Die Behörden könnten die Ermittlungen wegen Veruntreuung von Geldern von Wohltätigkeitsorganisationen wieder aufnehmen oder in bislang nicht untersuchte Richtungen ermitteln. In jedem Fall gehe es um den Verdacht der Korruption. Unter der Vorgängerregierung von Jussuf Habibie wurde das Verfahren wegen Veruntreuung öffentlicher Gelder aus Mangel an Beweisen eingestellt. Suhartos Familie soll während seiner mehr als 30-jährigen Herrschaft ein Vermögen von umgerechnet rund 30 Milliarden Mark angehäuft haben.

Unterdessen gingen indonesische Studenten erstmals seit Wahids Amtsantritt vergangene Woche wieder auf die Straßen. Knapp 50 Studenten versammelten sich im Zentrum Jakartas zu einer Kundgebung. Sie forderten Wahid auf, fünf Militärs auf Ministerposten durch zivile Politiker zu ersetzen. In einer Frist von 100 Tagen solle Wahid sein Kabinett umbauen, sagte ein Studentensprecher. In der am Dienstag vorgestellten Regierungsmannschaft sind nur noch drei Minister der Vorgängerregierung vertreten. Den Posten des Verteidigungsministers besetzt erstmals in Indonesien ein ziviler Politiker.

Die Rebellengruppe Falintil in Ost-Timor hat einen indonesischen Armeeoffizier nach fast zwei Monaten Gefangenschaft freigelassen. Das gaben die Vereinten Nationen am Mittwoch in der ost-timoresischen Hauptstadt Dili bekannt. Damit wurde eine Bedingung für den vollständigen Abzug der indonesischen Armee nach 24 Jahren blutiger Unterdrückung Ost-Timors erfüllt.

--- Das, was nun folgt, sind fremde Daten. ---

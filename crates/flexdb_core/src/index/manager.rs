//! Per-type index registry and commit-time maintenance.

use crate::entity::{Entity, EntityRef};
use crate::index::{HashIndex, IndexKey};
use flexdb_codec::Value;
use std::collections::HashMap;

/// All secondary indexes of one store, keyed by (entity type, field).
///
/// Not synchronized on its own; the owning [`crate::EntityStore`] only
/// touches it under its store-wide lock.
#[derive(Debug, Default)]
pub struct IndexManager {
    indexes: HashMap<String, HashMap<String, HashIndex>>,
}

impl IndexManager {
    /// Creates an empty registry.
    #[must_use]
    pub fn new() -> Self {
        Self::default()
    }

    /// Creates (or rebuilds) the index on `field` from `records`.
    ///
    /// Returns the number of records that were indexed.
    pub fn build<'a, I>(&mut self, entity_type: &str, field: &str, records: I) -> usize
    where
        I: IntoIterator<Item = &'a EntityRef>,
    {
        let mut index = HashIndex::new(field);
        index.rebuild(records.into_iter().filter_map(|record| {
            record
                .field(field)
                .map(|value| (IndexKey::from_value(&value), record.id().to_string()))
        }));
        let indexed = index.len();

        self.indexes
            .entry(entity_type.to_string())
            .or_default()
            .insert(field.to_string(), index);
        indexed
    }

    /// Removes an index. Returns true if it existed.
    pub fn drop_index(&mut self, entity_type: &str, field: &str) -> bool {
        let Some(fields) = self.indexes.get_mut(entity_type) else {
            return false;
        };
        let removed = fields.remove(field).is_some();
        if fields.is_empty() {
            self.indexes.remove(entity_type);
        }
        removed
    }

    /// Returns true if (type, field) is indexed.
    #[must_use]
    pub fn has_index(&self, entity_type: &str, field: &str) -> bool {
        self.get(entity_type, field).is_some()
    }

    /// Returns the index on (type, field), if any.
    #[must_use]
    pub fn get(&self, entity_type: &str, field: &str) -> Option<&HashIndex> {
        self.indexes.get(entity_type)?.get(field)
    }

    /// All (type, field) pairs with an index, sorted.
    #[must_use]
    pub fn definitions(&self) -> Vec<(String, String)> {
        let mut defs: Vec<_> = self
            .indexes
            .iter()
            .flat_map(|(ty, fields)| fields.keys().map(move |f| (ty.clone(), f.clone())))
            .collect();
        defs.sort();
        defs
    }

    /// Ids under `value` in the (type, field) index, or `None` if there is
    /// no such index.
    #[must_use]
    pub fn lookup(&self, entity_type: &str, field: &str, value: &Value) -> Option<Vec<String>> {
        self.get(entity_type, field)
            .map(|index| index.lookup(&IndexKey::from_value(value)))
    }

    /// Re-indexes `record` in every index of its type.
    ///
    /// A record lacking an indexed field is removed from that index.
    pub fn on_upsert(&mut self, entity_type: &str, record: &dyn Entity) {
        let Some(fields) = self.indexes.get_mut(entity_type) else {
            return;
        };
        let id = record.id();
        for (field, index) in fields.iter_mut() {
            match record.field(field) {
                Some(value) => {
                    index.insert(IndexKey::from_value(&value), id);
                }
                None => {
                    index.remove_id(id);
                }
            }
        }
    }

    /// Removes `id` from every index of its type.
    pub fn on_delete(&mut self, entity_type: &str, id: &str) {
        if let Some(fields) = self.indexes.get_mut(entity_type) {
            for index in fields.values_mut() {
                index.remove_id(id);
            }
        }
    }
}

Der am 7. September in die Gewalt der Rebellen geratene Hauptmann Hartawan war bereits am Vortag an die UN-Mission in Ost-Timor (Unamet) übergeben worden. Die Bevölkerung Ost-Timors hatte sich am 30. August in einem Referendum für die Unabhängigkeit von Indonesien entschieden. Etwa 10 000 Blauhelmsoldaten der UN sollen den Weg Ost-Timors in die Selbstständigkeit sichern.

Seit dem Einmarsch der multinationalen Friedenstruppe Interfet vor fünf Wochen ist die Zahl der indonesischen Soldaten in der ehemaligen Provinz Ost-Timor von mehreren zehntausend Mann auf rund 1000 gesunken. Der australische Interfet-Sprecher Mark Kelly sagte, bisher sei nicht bekannt, wann die letzten Soldaten Dili verlassen.

Unterdessen werden immer neue Spuren von grausamen Gewalttaten pro-indonesischer Milizen entdeckt. Nach einer Besichtigung der Enklave Oecussi, die erst vor wenigen Tagen von Interfet-Truppen eingenommen wurde, sprachen ausländische Beobachter von "völliger Verwüstung". In Suai bestätigten Augenzeugen das Massaker an mindestens sechs katholischen Priestern und bis zu 300 Gläubigen, die in einer Kirche Zuflucht gesucht hatten.

Plündern ist nach den Worten des katholischen Bischofs auf West-Timor, Antonius Pain Ratu, eine Sünde. Daher müssten alle Personen, die sich bei den jüngsten Unruhen in Ost-Timor an Plünderungen beteiligt hätten, die Sachen zurückgeben.